Dataset entries:
•••
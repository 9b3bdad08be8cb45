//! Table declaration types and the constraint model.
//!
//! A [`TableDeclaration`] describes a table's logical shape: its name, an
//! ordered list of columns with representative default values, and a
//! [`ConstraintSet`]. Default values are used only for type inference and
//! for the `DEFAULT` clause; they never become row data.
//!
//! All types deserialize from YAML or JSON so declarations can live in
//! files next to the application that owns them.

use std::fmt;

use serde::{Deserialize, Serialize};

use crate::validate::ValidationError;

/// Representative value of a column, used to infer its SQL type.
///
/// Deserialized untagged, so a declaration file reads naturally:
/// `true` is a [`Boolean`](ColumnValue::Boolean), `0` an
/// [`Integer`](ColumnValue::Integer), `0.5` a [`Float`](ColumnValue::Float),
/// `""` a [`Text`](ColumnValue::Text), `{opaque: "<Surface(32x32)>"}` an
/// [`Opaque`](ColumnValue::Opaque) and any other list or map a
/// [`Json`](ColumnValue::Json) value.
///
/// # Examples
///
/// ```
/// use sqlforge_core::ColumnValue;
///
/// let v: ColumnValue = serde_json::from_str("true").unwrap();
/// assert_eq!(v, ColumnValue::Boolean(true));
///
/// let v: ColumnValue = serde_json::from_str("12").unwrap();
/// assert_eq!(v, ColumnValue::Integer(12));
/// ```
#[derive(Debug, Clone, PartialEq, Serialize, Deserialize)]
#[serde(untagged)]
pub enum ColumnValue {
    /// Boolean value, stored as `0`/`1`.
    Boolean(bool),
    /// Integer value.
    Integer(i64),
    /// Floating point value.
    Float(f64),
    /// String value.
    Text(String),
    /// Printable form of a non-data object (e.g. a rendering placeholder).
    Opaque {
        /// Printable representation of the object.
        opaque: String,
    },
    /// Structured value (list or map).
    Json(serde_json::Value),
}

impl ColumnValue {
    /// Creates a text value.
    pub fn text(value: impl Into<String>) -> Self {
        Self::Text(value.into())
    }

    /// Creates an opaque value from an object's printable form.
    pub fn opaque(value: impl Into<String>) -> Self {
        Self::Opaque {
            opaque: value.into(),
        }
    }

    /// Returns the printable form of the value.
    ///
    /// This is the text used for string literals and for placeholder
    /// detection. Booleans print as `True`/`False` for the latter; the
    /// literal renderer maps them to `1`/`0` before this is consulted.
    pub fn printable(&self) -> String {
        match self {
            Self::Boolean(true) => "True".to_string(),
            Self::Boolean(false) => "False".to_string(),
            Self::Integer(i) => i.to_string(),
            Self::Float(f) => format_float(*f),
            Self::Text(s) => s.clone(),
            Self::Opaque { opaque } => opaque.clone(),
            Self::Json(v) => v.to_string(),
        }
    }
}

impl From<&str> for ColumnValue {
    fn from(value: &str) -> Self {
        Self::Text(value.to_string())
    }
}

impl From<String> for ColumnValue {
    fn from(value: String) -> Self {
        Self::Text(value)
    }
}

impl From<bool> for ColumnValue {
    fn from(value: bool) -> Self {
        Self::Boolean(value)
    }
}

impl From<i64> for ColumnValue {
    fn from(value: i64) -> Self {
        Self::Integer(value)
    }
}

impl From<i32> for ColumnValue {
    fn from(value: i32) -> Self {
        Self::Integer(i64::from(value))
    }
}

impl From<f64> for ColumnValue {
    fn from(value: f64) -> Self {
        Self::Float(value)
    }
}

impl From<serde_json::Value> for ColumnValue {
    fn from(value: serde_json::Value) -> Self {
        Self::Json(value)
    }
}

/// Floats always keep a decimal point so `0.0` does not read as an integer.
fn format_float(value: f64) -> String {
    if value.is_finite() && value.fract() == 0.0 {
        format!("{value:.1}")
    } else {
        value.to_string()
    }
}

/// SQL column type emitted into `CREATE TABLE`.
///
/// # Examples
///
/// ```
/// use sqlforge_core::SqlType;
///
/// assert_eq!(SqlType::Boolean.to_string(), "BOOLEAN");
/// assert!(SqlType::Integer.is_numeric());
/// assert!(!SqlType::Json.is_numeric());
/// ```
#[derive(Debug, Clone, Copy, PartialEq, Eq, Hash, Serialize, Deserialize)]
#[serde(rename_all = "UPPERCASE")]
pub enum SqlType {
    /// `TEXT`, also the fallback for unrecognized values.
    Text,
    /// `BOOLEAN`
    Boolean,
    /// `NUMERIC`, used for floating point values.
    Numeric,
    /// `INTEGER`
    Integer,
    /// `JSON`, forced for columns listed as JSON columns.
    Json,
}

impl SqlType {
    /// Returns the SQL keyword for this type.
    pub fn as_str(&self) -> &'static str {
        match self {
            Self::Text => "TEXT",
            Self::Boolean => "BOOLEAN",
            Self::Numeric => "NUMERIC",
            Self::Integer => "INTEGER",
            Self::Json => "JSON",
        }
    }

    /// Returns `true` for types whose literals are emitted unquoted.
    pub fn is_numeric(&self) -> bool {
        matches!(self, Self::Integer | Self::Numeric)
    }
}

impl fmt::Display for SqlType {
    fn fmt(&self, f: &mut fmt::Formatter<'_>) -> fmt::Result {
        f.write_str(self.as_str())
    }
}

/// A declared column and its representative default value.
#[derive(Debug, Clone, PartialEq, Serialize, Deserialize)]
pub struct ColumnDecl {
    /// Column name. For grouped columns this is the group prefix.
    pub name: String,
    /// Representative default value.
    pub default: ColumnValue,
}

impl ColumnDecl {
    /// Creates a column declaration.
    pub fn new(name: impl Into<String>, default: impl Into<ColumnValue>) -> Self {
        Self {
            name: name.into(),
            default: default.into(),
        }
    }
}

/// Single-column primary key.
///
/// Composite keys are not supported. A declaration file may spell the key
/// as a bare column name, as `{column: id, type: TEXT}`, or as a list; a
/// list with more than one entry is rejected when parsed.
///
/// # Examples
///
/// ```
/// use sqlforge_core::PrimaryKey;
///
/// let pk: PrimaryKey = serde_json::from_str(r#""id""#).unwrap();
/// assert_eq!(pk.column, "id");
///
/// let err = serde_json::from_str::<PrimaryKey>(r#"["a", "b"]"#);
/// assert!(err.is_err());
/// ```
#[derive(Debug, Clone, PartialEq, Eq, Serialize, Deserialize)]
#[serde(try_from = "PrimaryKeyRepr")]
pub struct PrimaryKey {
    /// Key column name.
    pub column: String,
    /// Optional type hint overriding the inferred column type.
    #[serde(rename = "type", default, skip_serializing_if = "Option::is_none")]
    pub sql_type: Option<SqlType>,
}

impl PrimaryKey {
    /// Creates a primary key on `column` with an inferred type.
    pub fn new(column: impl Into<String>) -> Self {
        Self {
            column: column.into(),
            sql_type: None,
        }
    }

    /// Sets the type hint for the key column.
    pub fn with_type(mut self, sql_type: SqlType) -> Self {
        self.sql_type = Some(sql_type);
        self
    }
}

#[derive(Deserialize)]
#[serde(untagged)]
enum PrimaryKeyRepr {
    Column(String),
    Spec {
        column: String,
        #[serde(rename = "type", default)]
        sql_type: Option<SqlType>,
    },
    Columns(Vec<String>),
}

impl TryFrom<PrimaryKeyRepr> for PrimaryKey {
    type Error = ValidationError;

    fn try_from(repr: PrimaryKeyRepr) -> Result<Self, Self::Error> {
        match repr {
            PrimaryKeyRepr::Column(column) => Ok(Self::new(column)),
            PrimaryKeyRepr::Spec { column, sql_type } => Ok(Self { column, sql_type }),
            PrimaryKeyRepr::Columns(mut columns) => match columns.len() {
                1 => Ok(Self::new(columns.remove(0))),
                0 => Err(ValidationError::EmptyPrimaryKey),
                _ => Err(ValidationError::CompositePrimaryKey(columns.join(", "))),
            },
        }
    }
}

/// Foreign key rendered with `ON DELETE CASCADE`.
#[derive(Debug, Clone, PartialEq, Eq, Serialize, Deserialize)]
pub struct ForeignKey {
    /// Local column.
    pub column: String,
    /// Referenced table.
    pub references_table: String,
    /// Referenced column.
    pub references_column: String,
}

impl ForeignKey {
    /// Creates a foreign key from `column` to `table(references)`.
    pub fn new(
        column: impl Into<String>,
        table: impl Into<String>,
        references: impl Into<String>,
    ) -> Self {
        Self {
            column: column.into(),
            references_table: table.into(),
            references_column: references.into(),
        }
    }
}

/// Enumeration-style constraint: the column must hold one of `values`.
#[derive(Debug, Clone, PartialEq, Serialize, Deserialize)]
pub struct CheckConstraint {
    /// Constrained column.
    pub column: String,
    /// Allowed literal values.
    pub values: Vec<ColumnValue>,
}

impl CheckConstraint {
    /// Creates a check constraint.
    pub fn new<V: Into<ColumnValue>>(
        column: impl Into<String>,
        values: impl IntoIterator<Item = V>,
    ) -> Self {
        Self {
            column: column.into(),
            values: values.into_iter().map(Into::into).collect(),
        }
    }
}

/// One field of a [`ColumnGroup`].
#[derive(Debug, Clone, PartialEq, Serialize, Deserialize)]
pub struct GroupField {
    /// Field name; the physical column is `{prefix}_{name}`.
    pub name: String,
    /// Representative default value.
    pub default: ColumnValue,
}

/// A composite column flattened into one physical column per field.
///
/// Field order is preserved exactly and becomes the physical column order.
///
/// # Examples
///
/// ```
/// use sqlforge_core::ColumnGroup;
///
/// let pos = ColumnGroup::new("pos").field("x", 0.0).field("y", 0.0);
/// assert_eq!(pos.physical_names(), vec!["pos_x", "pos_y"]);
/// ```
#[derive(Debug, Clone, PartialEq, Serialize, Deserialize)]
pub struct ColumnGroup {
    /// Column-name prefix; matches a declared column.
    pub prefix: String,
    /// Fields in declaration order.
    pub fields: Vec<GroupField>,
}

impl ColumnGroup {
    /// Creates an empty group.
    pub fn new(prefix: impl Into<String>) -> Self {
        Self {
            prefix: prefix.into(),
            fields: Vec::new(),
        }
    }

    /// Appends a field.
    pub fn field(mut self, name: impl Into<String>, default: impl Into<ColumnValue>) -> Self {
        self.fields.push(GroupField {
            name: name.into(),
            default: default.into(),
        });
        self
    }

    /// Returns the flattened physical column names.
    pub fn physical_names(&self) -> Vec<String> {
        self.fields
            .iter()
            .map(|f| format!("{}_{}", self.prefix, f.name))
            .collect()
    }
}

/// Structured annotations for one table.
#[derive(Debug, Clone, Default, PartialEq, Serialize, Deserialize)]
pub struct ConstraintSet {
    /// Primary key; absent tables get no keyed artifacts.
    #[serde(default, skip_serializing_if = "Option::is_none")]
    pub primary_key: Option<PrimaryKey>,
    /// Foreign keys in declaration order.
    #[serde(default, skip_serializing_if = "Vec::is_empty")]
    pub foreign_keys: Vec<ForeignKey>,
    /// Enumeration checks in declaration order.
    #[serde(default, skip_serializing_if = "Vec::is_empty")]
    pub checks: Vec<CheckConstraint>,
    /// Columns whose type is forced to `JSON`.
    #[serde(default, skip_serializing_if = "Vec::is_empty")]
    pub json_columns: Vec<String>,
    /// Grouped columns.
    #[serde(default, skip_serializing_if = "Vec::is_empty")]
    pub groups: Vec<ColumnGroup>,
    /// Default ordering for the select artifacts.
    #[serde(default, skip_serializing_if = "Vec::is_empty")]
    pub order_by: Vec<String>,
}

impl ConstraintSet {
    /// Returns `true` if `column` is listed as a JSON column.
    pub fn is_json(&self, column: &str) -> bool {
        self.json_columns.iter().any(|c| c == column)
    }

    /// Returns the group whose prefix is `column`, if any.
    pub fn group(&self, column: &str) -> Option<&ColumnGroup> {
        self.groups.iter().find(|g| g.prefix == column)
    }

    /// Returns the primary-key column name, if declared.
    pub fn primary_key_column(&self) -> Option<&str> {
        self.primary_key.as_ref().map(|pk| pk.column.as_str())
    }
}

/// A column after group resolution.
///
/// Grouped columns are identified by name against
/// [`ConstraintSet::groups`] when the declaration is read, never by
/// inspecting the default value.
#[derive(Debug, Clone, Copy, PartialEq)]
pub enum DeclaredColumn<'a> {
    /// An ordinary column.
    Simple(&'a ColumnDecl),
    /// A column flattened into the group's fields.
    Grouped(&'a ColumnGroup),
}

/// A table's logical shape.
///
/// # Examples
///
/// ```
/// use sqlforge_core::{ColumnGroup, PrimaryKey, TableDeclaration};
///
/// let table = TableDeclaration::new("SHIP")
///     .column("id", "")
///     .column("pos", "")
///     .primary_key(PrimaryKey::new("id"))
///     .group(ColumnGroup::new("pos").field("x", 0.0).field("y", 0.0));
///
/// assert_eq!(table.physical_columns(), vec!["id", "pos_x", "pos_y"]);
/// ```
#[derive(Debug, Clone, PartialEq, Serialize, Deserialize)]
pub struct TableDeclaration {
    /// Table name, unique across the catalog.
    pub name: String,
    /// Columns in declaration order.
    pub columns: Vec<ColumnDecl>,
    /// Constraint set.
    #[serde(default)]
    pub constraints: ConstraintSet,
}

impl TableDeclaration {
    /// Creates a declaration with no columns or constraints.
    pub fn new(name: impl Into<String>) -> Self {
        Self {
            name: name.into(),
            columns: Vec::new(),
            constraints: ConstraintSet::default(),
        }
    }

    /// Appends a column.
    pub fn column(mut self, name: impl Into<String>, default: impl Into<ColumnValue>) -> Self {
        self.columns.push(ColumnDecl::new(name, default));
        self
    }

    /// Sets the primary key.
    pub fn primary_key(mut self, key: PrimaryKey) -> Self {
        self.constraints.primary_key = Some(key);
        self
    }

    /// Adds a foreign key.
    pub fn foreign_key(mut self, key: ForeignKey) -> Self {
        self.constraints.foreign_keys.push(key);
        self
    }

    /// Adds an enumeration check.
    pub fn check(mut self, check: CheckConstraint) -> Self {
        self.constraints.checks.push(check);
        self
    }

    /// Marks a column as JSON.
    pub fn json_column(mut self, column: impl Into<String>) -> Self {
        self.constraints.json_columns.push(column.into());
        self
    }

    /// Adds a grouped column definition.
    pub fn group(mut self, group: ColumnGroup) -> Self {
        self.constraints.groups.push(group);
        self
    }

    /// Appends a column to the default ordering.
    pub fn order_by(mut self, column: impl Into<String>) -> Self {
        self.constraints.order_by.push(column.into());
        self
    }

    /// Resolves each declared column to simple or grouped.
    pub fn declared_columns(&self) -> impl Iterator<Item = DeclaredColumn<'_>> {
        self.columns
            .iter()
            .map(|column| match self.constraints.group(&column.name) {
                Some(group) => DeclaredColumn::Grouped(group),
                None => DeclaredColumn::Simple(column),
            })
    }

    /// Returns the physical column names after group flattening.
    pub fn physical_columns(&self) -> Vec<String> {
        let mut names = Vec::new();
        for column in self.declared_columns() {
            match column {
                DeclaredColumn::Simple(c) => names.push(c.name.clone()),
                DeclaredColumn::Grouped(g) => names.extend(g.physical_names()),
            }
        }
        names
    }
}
•••
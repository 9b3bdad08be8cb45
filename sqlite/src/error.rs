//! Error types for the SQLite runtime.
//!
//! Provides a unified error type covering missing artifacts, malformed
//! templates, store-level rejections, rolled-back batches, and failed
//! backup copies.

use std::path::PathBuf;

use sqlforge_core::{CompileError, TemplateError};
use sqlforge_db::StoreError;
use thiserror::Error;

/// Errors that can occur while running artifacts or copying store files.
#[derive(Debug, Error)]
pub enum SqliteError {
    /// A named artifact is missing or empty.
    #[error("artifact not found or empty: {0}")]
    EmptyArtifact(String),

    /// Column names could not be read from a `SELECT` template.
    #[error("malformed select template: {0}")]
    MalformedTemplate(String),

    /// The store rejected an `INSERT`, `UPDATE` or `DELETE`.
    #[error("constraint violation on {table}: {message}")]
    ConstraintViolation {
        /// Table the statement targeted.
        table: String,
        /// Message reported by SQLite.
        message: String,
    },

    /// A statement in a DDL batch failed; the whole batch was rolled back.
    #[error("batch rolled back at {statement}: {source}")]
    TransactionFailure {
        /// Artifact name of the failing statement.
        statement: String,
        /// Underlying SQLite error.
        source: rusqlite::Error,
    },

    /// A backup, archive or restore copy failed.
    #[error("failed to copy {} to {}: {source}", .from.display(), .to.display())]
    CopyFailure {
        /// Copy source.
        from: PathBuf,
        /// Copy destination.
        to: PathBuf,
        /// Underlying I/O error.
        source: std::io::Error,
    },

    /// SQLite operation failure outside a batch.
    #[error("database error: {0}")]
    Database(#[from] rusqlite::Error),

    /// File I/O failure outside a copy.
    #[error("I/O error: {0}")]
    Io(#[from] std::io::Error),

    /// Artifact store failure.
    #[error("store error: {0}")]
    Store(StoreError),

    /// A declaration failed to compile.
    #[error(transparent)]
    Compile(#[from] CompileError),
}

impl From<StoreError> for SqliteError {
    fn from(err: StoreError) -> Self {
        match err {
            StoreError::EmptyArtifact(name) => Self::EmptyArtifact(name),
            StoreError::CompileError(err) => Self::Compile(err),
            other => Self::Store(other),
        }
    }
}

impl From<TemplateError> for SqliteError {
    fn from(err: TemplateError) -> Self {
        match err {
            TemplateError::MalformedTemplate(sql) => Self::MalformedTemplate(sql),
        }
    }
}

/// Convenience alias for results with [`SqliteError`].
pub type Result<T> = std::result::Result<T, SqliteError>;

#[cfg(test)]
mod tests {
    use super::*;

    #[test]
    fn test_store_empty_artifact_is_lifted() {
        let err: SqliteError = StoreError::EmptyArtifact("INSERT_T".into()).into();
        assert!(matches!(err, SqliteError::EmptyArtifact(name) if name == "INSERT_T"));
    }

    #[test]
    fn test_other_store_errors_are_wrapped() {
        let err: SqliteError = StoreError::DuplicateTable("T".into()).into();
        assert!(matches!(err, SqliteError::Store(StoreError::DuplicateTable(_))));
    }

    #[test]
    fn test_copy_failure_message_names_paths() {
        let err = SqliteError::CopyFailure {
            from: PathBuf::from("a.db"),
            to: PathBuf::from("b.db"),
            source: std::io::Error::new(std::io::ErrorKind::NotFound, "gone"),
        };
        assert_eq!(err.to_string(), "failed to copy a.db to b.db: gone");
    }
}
•••
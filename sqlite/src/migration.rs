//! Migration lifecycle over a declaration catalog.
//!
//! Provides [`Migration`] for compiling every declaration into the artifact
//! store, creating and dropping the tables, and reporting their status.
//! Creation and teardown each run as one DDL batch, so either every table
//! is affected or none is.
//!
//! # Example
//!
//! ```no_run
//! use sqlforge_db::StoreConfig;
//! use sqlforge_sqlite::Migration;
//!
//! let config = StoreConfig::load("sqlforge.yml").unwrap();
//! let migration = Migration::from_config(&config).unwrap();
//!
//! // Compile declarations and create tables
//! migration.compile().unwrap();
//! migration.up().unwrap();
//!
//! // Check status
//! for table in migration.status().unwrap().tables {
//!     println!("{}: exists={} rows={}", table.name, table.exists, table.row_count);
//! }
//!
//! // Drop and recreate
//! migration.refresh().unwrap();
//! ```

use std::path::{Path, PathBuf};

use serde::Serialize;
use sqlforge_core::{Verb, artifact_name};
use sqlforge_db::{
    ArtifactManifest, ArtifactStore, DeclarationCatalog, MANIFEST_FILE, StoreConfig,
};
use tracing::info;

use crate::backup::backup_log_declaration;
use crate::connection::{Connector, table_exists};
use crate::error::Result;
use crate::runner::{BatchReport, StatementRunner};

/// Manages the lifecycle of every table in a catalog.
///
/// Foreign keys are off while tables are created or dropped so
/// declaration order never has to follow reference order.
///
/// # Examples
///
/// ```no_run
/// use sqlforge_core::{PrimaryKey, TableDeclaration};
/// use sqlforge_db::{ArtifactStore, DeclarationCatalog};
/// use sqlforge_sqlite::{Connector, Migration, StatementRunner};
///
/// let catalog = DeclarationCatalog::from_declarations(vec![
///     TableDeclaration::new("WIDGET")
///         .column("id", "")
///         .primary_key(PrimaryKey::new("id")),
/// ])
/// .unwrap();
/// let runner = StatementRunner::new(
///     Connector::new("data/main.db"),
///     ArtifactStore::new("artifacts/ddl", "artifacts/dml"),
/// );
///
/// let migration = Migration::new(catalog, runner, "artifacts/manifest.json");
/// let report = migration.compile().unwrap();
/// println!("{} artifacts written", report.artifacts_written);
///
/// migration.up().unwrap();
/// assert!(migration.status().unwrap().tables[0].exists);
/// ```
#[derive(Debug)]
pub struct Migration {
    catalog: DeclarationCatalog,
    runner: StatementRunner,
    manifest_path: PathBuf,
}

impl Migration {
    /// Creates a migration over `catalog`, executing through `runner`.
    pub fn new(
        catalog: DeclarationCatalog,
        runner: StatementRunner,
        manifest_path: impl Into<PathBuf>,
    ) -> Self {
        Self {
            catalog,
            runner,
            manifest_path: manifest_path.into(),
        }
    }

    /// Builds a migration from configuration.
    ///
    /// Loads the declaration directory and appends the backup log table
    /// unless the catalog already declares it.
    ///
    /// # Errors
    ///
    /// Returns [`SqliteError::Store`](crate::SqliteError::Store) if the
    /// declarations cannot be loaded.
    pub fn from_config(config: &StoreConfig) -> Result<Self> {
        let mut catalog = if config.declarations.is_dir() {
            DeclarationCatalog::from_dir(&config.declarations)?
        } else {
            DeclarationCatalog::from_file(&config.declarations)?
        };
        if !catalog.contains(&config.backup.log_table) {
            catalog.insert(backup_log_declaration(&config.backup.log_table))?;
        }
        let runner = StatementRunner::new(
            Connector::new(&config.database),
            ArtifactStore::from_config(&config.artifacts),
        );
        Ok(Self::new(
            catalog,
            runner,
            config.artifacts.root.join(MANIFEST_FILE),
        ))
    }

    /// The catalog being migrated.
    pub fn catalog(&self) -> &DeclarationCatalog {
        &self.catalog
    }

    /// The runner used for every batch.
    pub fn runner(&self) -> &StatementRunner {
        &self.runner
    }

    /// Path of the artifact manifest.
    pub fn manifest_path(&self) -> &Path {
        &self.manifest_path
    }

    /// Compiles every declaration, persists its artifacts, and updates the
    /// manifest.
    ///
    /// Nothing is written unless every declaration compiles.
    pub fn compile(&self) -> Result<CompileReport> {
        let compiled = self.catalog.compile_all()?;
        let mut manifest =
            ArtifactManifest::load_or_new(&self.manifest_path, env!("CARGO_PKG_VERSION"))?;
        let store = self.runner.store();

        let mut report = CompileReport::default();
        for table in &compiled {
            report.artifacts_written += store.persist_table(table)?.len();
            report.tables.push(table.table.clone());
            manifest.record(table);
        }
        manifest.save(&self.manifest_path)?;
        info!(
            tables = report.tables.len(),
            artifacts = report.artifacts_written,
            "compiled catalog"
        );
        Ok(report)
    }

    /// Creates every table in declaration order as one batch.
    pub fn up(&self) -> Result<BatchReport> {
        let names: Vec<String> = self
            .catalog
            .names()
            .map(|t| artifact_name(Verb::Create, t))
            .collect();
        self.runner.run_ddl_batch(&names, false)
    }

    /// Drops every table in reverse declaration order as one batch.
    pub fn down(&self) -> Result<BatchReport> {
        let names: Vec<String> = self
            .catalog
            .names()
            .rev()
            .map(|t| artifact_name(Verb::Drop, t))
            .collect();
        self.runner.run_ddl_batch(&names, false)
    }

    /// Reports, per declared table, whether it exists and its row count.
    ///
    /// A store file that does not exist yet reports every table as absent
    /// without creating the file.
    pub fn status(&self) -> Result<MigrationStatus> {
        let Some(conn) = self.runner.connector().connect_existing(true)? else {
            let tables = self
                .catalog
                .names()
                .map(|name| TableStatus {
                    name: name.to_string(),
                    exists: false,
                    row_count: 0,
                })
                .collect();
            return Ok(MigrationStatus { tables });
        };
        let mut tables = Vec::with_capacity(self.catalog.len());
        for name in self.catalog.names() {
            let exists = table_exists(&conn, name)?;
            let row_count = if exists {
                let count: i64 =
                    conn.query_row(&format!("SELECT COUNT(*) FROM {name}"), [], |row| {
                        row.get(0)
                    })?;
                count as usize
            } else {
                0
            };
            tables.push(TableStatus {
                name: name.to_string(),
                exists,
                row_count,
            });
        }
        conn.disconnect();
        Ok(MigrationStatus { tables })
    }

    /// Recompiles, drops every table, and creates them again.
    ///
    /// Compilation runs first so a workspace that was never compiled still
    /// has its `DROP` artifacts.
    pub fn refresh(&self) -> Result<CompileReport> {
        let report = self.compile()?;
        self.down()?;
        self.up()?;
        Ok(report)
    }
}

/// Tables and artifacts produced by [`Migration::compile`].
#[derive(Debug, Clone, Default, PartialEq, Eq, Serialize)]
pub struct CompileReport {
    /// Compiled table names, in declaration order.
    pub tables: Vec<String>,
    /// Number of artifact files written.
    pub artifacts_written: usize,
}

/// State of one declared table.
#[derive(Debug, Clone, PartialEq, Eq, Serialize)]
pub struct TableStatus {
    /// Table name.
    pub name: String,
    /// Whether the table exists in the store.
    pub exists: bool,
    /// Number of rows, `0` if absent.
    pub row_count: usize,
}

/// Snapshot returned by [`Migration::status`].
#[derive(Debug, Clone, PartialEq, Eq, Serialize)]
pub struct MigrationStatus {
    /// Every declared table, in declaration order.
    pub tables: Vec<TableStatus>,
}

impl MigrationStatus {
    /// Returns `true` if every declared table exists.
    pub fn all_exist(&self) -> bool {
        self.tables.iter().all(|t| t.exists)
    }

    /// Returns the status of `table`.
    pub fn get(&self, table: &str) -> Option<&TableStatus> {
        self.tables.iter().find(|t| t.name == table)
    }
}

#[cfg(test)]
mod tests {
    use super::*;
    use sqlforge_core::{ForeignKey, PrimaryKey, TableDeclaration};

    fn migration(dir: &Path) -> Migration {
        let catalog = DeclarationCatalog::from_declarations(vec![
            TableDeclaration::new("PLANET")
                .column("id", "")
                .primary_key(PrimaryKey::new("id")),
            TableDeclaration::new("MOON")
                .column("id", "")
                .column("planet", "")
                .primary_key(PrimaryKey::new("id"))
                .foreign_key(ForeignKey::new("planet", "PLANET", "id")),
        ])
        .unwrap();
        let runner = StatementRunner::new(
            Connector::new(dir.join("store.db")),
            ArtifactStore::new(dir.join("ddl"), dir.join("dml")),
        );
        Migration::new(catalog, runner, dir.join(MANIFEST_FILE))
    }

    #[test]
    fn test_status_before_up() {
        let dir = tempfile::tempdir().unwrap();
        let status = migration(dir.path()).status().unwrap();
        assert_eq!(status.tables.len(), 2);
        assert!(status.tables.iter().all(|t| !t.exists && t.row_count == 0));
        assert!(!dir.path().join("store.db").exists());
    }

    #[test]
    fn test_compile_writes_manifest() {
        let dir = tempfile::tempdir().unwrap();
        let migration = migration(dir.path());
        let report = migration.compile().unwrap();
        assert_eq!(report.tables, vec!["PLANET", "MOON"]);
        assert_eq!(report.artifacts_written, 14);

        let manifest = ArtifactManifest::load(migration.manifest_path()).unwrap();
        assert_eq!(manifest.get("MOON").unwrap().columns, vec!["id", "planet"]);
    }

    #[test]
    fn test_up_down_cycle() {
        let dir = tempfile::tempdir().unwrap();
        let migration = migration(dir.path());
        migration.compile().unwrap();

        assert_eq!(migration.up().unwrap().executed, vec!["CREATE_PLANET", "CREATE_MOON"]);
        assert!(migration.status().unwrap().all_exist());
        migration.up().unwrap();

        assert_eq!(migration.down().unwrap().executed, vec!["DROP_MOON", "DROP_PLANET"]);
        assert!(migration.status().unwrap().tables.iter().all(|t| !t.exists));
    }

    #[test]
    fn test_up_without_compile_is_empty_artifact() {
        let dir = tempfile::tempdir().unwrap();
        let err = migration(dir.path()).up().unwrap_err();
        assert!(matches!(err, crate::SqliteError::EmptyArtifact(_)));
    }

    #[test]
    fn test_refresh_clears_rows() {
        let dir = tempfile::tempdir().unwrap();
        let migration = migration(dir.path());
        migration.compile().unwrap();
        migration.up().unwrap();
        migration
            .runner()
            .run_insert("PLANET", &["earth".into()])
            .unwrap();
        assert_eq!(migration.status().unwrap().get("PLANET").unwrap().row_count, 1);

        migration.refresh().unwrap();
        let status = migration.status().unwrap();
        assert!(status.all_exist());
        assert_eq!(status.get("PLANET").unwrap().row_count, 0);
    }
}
•••
Return each line above where the word "lifecycle" shows up.

//! Migration lifecycle over a declaration catalog.
/// Manages the lifecycle of every table in a catalog.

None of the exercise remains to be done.